═════ Raw data ═════

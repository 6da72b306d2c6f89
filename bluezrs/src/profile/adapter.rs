//! `org.bluez.Adapter1` and `org.bluez.Device1`.

use crate::api::models::ObjectPath;
use crate::core::record::bluez_interface;
use crate::core::value::PropertyMap;
use crate::types::constants::interface;

bluez_interface! {
    /// Properties of a local Bluetooth controller.
    pub struct Adapter1Properties for Adapter1 (interface::ADAPTER) {
        /// Bluetooth device address, e.g. `00:1A:7D:DA:71:13`.
        "Address" => address: String [READ] get get_address;
        /// `public` or `random`.
        "AddressType" => address_type: String [READ] get get_address_type;
        /// System name (pretty hostname).
        "Name" => name: String [READ] get get_name;
        /// Friendly name; falls back to `Name` when cleared.
        "Alias" => alias: String [READ_WRITE] get get_alias, set set_alias;
        /// Class of device.
        "Class" => class: u32 [READ] get get_class;
        "Powered" => powered: bool [READ_WRITE] get get_powered, set set_powered;
        /// Adapter power transition state, e.g. `off-enabling`.
        "PowerState" => power_state: Option<String> [READ] get get_power_state;
        "Discoverable" => discoverable: bool [READ_WRITE] get get_discoverable, set set_discoverable;
        /// Seconds until discoverable mode ends; `0` disables the timer.
        "DiscoverableTimeout" => discoverable_timeout: u32 [READ_WRITE]
            get get_discoverable_timeout, set set_discoverable_timeout;
        "Pairable" => pairable: bool [READ_WRITE] get get_pairable, set set_pairable;
        "PairableTimeout" => pairable_timeout: u32 [READ_WRITE]
            get get_pairable_timeout, set set_pairable_timeout;
        "Connectable" => connectable: Option<bool> [READ_WRITE] get get_connectable, set set_connectable;
        "Discovering" => discovering: bool [READ] get get_discovering;
        /// 128-bit UUIDs of the locally available services.
        "UUIDs" => uuids: Vec<String> [READ] get get_uuids;
        "Modalias" => modalias: Option<String> [READ] get get_modalias;
        /// Supported roles: `central`, `peripheral`, `central-peripheral`.
        "Roles" => roles: Vec<String> [READ] get get_roles;
        "ExperimentalFeatures" => experimental_features: Vec<String> [READ]
            get get_experimental_features;
        /// Company identifier of the controller manufacturer.
        "Manufacturer" => manufacturer: Option<u16> [READ] get get_manufacturer;
        /// Bluetooth core version of the controller.
        "Version" => version: Option<u8> [READ] get get_version;
    }
    methods {
        "StartDiscovery" => fn start_discovery();
        "StopDiscovery" => fn stop_discovery();
        /// Removes the remote device object and its pairing information.
        "RemoveDevice" => fn remove_device(device: ObjectPath);
        /// Sets the discovery filter for this client, e.g. `Transport` = `le`.
        "SetDiscoveryFilter" => fn set_discovery_filter(filter: PropertyMap);
        /// Filter keys supported by `SetDiscoveryFilter`.
        "GetDiscoveryFilters" => fn get_discovery_filters() -> Vec<String>;
    }
}

bluez_interface! {
    /// Properties of a remote Bluetooth device.
    ///
    /// Many of these are only present while the device is in range or
    /// after a connection; those are `Option` fields.
    pub struct Device1Properties for Device1 (interface::DEVICE) {
        "Address" => address: String [READ] get get_address;
        "AddressType" => address_type: String [READ] get get_address_type;
        "Name" => name: Option<String> [READ] get get_name;
        /// Freedesktop icon name, e.g. `audio-headset`.
        "Icon" => icon: Option<String> [READ] get get_icon;
        "Class" => class: Option<u32> [READ] get get_class;
        /// GAP appearance value.
        "Appearance" => appearance: Option<u16> [READ] get get_appearance;
        "UUIDs" => uuids: Vec<String> [READ] get get_uuids;
        "Paired" => paired: bool [READ] get get_paired;
        "Bonded" => bonded: bool [READ] get get_bonded;
        "Connected" => connected: bool [READ] get get_connected;
        "Trusted" => trusted: bool [READ_WRITE] get get_trusted, set set_trusted;
        /// Incoming connections are rejected while blocked.
        "Blocked" => blocked: bool [READ_WRITE] get get_blocked, set set_blocked;
        "WakeAllowed" => wake_allowed: bool [READ_WRITE] get get_wake_allowed, set set_wake_allowed;
        "Alias" => alias: String [READ_WRITE] get get_alias, set set_alias;
        /// Adapter the device belongs to.
        "Adapter" => adapter: ObjectPath [READ] get get_adapter;
        "LegacyPairing" => legacy_pairing: bool [READ] get get_legacy_pairing;
        "Modalias" => modalias: Option<String> [READ] get get_modalias;
        /// Inquiry or advertising RSSI, only while discovering.
        "RSSI" => rssi: Option<i16> [READ] get get_rssi;
        /// Advertised transmit power level.
        "TxPower" => tx_power: Option<i16> [READ] get get_tx_power;
        /// Company identifier to manufacturer specific data.
        "ManufacturerData" => manufacturer_data: std::collections::BTreeMap<u16, Vec<u8>> [READ]
            get get_manufacturer_data;
        /// Service UUID to service data.
        "ServiceData" => service_data: std::collections::BTreeMap<String, Vec<u8>> [READ]
            get get_service_data;
        /// Set once GATT service discovery has completed.
        "ServicesResolved" => services_resolved: bool [READ] get get_services_resolved;
        "AdvertisingFlags" => advertising_flags: Vec<u8> [READ] get get_advertising_flags;
        /// AD type to raw advertising data, for types not decoded elsewhere.
        "AdvertisingData" => advertising_data: Option<std::collections::BTreeMap<u8, Vec<u8>>> [READ]
            get get_advertising_data;
        /// Coordinated sets the device is a member of, keyed by set object.
        "Sets" => sets: Option<std::collections::BTreeMap<ObjectPath, PropertyMap>> [READ] get get_sets;
        /// `last-used`, `le`, `bredr` or `last-seen` for dual-mode devices.
        "PreferredBearer" => preferred_bearer: Option<String> [READ_WRITE]
            get get_preferred_bearer, set set_preferred_bearer;
        /// Set for devices paired over the caBLE (hybrid) transport.
        "CablePairing" => cable_pairing: Option<bool> [READ] get get_cable_pairing;
    }
    methods {
        /// Connects all auto-connectable profiles.
        "Connect" => fn connect();
        "Disconnect" => fn disconnect();
        "ConnectProfile" => fn connect_profile(uuid: String);
        "DisconnectProfile" => fn disconnect_profile(uuid: String);
        /// Starts pairing. The registered agent handles the exchange.
        "Pair" => fn pair();
        "CancelPairing" => fn cancel_pairing();
    }
}

#[cfg(test)]
mod tests {
    use super::*;
    use crate::core::record::PropertiesRecord;
    use crate::core::value::WireValue;

    #[test]
    fn test_adapter_schema() {
        let schema = Adapter1Properties::SCHEMA;
        assert_eq!(schema.name, "org.bluez.Adapter1");
        assert!(schema.property("Powered").unwrap().is_writable());
        assert!(!schema.property("Address").unwrap().is_writable());
        assert_eq!(schema.method("RemoveDevice").unwrap().in_signature(), "o");
        assert_eq!(
            schema.method("SetDiscoveryFilter").unwrap().in_signature(),
            "a{sv}"
        );
    }

    #[test]
    fn test_device_optional_fields_stay_unset() {
        let mut map = PropertyMap::new();
        map.insert("Address".into(), WireValue::Str("C8:1F:E8:F0:51:57".into()));
        map.insert("Connected".into(), WireValue::Bool(true));

        let device = Device1Properties::from_map(&map).unwrap();
        assert_eq!(device.address, "C8:1F:E8:F0:51:57");
        assert!(device.connected);
        assert_eq!(device.rssi, None);
        assert!(!device.to_map().contains_key("RSSI"));
    }

    #[test]
    fn test_device_rssi_type_is_checked() {
        let mut map = PropertyMap::new();
        map.insert("RSSI".into(), WireValue::Int32(-60));
        assert!(matches!(
            Device1Properties::from_map(&map),
            Err(crate::BluezError::TypeMismatch { .. })
        ));
    }
}
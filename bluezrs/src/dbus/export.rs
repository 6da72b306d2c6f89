//! Local objects the daemon calls into.
//!
//! BlueZ drives pairing through an application-provided `Agent1` object and
//! reads advertisements from an application-provided `LEAdvertisement1`
//! object. Both are served from the connection's object server; see
//! [`ZbusBus::export_agent`](crate::ZbusBus::export_agent) and
//! [`ZbusBus::export_advertisement`](crate::ZbusBus::export_advertisement).

use async_trait::async_trait;
use log::{debug, info};
use std::collections::HashMap;
use std::fmt::Debug;
use std::sync::Arc;
use zbus::interface;
use zvariant::{OwnedObjectPath, OwnedValue, Value};

use crate::api::models::ObjectPath;
use crate::profile::advertising::LEAdvertisement1Properties;

/// Errors an agent reports back to the daemon.
#[derive(Debug, zbus::DBusError)]
#[zbus(prefix = "org.bluez.Error")]
pub enum AgentError {
    #[zbus(error)]
    ZBus(zbus::Error),
    /// The request was refused.
    Rejected(String),
    /// The request was cancelled.
    Canceled(String),
}

/// Pairing callbacks invoked by the daemon.
///
/// Every request is rejected by default; implement the ones the agent's
/// capability calls for.
#[async_trait]
pub trait Agent: Debug + Send + Sync + 'static {
    /// IO capability passed to `RegisterAgent`.
    fn capability(&self) -> &str {
        "NoInputNoOutput"
    }

    async fn release(&self) {}

    async fn request_pin_code(&self, device: &ObjectPath) -> Result<String, AgentError> {
        Err(AgentError::Rejected(format!("no PIN code for {device}")))
    }

    async fn display_pin_code(&self, _device: &ObjectPath, _pincode: &str) -> Result<(), AgentError> {
        Ok(())
    }

    async fn request_passkey(&self, device: &ObjectPath) -> Result<u32, AgentError> {
        Err(AgentError::Rejected(format!("no passkey for {device}")))
    }

    async fn display_passkey(&self, _device: &ObjectPath, _passkey: u32, _entered: u16) {}

    async fn request_confirmation(&self, device: &ObjectPath, passkey: u32) -> Result<(), AgentError> {
        Err(AgentError::Rejected(format!("passkey {passkey:06} for {device} not confirmed")))
    }

    async fn request_authorization(&self, device: &ObjectPath) -> Result<(), AgentError> {
        Err(AgentError::Rejected(format!("{device} not authorized")))
    }

    async fn authorize_service(&self, device: &ObjectPath, uuid: &str) -> Result<(), AgentError> {
        Err(AgentError::Rejected(format!("service {uuid} not authorized for {device}")))
    }

    async fn cancel(&self) {}
}

/// Accepts every request without user interaction.
#[derive(Debug, Clone, Copy, Default)]
pub struct SimpleAgent;

#[async_trait]
impl Agent for SimpleAgent {
    async fn request_confirmation(&self, device: &ObjectPath, passkey: u32) -> Result<(), AgentError> {
        info!("Auto-confirming passkey {passkey:06} for {device}");
        Ok(())
    }

    async fn request_authorization(&self, device: &ObjectPath) -> Result<(), AgentError> {
        info!("Auto-authorizing {device}");
        Ok(())
    }

    async fn authorize_service(&self, device: &ObjectPath, uuid: &str) -> Result<(), AgentError> {
        debug!("Auto-authorizing service {uuid} for {device}");
        Ok(())
    }
}

fn device_path(device: &OwnedObjectPath) -> Result<ObjectPath, AgentError> {
    ObjectPath::new(device.as_str()).map_err(|e| AgentError::Rejected(e.to_string()))
}

/// Serves `org.bluez.Agent1`, forwarding to an [`Agent`].
#[derive(Debug, Clone)]
pub struct AgentObject {
    agent: Arc<dyn Agent>,
}

impl AgentObject {
    pub fn new(agent: Arc<dyn Agent>) -> Self {
        Self { agent }
    }
}

#[interface(name = "org.bluez.Agent1")]
impl AgentObject {
    async fn release(&self) {
        debug!("Agent released by the daemon");
        self.agent.release().await;
    }

    async fn request_pin_code(&self, device: OwnedObjectPath) -> Result<String, AgentError> {
        self.agent.request_pin_code(&device_path(&device)?).await
    }

    async fn display_pin_code(&self, device: OwnedObjectPath, pincode: String) -> Result<(), AgentError> {
        self.agent
            .display_pin_code(&device_path(&device)?, &pincode)
            .await
    }

    async fn request_passkey(&self, device: OwnedObjectPath) -> Result<u32, AgentError> {
        self.agent.request_passkey(&device_path(&device)?).await
    }

    async fn display_passkey(
        &self,
        device: OwnedObjectPath,
        passkey: u32,
        entered: u16,
    ) -> Result<(), AgentError> {
        self.agent
            .display_passkey(&device_path(&device)?, passkey, entered)
            .await;
        Ok(())
    }

    async fn request_confirmation(&self, device: OwnedObjectPath, passkey: u32) -> Result<(), AgentError> {
        self.agent
            .request_confirmation(&device_path(&device)?, passkey)
            .await
    }

    async fn request_authorization(&self, device: OwnedObjectPath) -> Result<(), AgentError> {
        self.agent
            .request_authorization(&device_path(&device)?)
            .await
    }

    async fn authorize_service(&self, device: OwnedObjectPath, uuid: String) -> Result<(), AgentError> {
        self.agent
            .authorize_service(&device_path(&device)?, &uuid)
            .await
    }

    async fn cancel(&self) {
        debug!("Agent request cancelled by the daemon");
        self.agent.cancel().await;
    }
}

/// Appearance value BlueZ treats as "not set".
const NO_APPEARANCE: u16 = u16::MAX;

fn bytes_value(bytes: &[u8]) -> zbus::fdo::Result<OwnedValue> {
    Value::from(bytes.to_vec())
        .try_to_owned()
        .map_err(|e| zbus::fdo::Error::Failed(e.to_string()))
}

/// Serves `org.bluez.LEAdvertisement1` from an advertisement record.
///
/// Unset optional fields are published with the values BlueZ treats as
/// absent: appearance `0xFFFF`, duration and timeout `0`.
#[derive(Debug, Clone)]
pub struct AdvertisementObject {
    props: LEAdvertisement1Properties,
}

impl AdvertisementObject {
    pub fn new(props: LEAdvertisement1Properties) -> Self {
        Self { props }
    }
}

#[interface(name = "org.bluez.LEAdvertisement1")]
impl AdvertisementObject {
    fn release(&self) {
        info!("Advertisement {:?} released by the daemon", self.props.local_name);
    }

    #[zbus(property, name = "Type")]
    fn kind(&self) -> String {
        self.props.kind.clone()
    }

    #[zbus(property, name = "ServiceUUIDs")]
    fn service_uuids(&self) -> Vec<String> {
        self.props.service_uuids.clone()
    }

    #[zbus(property, name = "SolicitUUIDs")]
    fn solicit_uuids(&self) -> Vec<String> {
        self.props.solicit_uuids.clone()
    }

    #[zbus(property)]
    fn manufacturer_data(&self) -> zbus::fdo::Result<HashMap<u16, OwnedValue>> {
        self.props
            .manufacturer_data
            .iter()
            .map(|(id, bytes)| Ok((*id, bytes_value(bytes)?)))
            .collect()
    }

    #[zbus(property)]
    fn service_data(&self) -> zbus::fdo::Result<HashMap<String, OwnedValue>> {
        self.props
            .service_data
            .iter()
            .map(|(uuid, bytes)| Ok((uuid.clone(), bytes_value(bytes)?)))
            .collect()
    }

    #[zbus(property)]
    fn discoverable(&self) -> bool {
        self.props.discoverable
    }

    #[zbus(property)]
    fn includes(&self) -> Vec<String> {
        self.props.includes.clone()
    }

    #[zbus(property)]
    fn local_name(&self) -> String {
        self.props.local_name.clone()
    }

    #[zbus(property)]
    fn appearance(&self) -> u16 {
        self.props.appearance.unwrap_or(NO_APPEARANCE)
    }

    #[zbus(property)]
    fn duration(&self) -> u16 {
        self.props.duration.unwrap_or_default()
    }

    #[zbus(property)]
    fn timeout(&self) -> u16 {
        self.props.timeout.unwrap_or_default()
    }
}

#[cfg(test)]
mod tests {
    use super::*;

    #[derive(Debug)]
    struct Strict;

    #[async_trait]
    impl Agent for Strict {}

    #[tokio::test]
    async fn test_default_agent_rejects() {
        let device = ObjectPath::adapter("hci0").device("AA:BB:CC:DD:EE:FF");
        assert!(matches!(
            Strict.request_pin_code(&device).await,
            Err(AgentError::Rejected(_))
        ));
        assert!(Strict.request_confirmation(&device, 123456).await.is_err());
        assert_eq!(Strict.capability(), "NoInputNoOutput");
    }

    #[tokio::test]
    async fn test_simple_agent_accepts() {
        let device = ObjectPath::adapter("hci0").device("AA:BB:CC:DD:EE:FF");
        assert!(SimpleAgent.request_confirmation(&device, 1).await.is_ok());
        assert!(SimpleAgent.request_authorization(&device).await.is_ok());
        assert!(
            SimpleAgent
                .authorize_service(&device, "0000110b-0000-1000-8000-00805f9b34fb")
                .await
                .is_ok()
        );
    }

    #[test]
    fn test_advertisement_defaults_for_unset_fields() {
        let ad = AdvertisementObject::new(LEAdvertisement1Properties {
            kind: "peripheral".into(),
            local_name: "beacon".into(),
            ..Default::default()
        });
        assert_eq!(ad.appearance(), NO_APPEARANCE);
        assert_eq!(ad.timeout(), 0);
        assert_eq!(ad.local_name(), "beacon");
    }
}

═════

# Your objective
Wherever a line above includes the string "remote", count it; give only the final tally.

# Solution for this task
2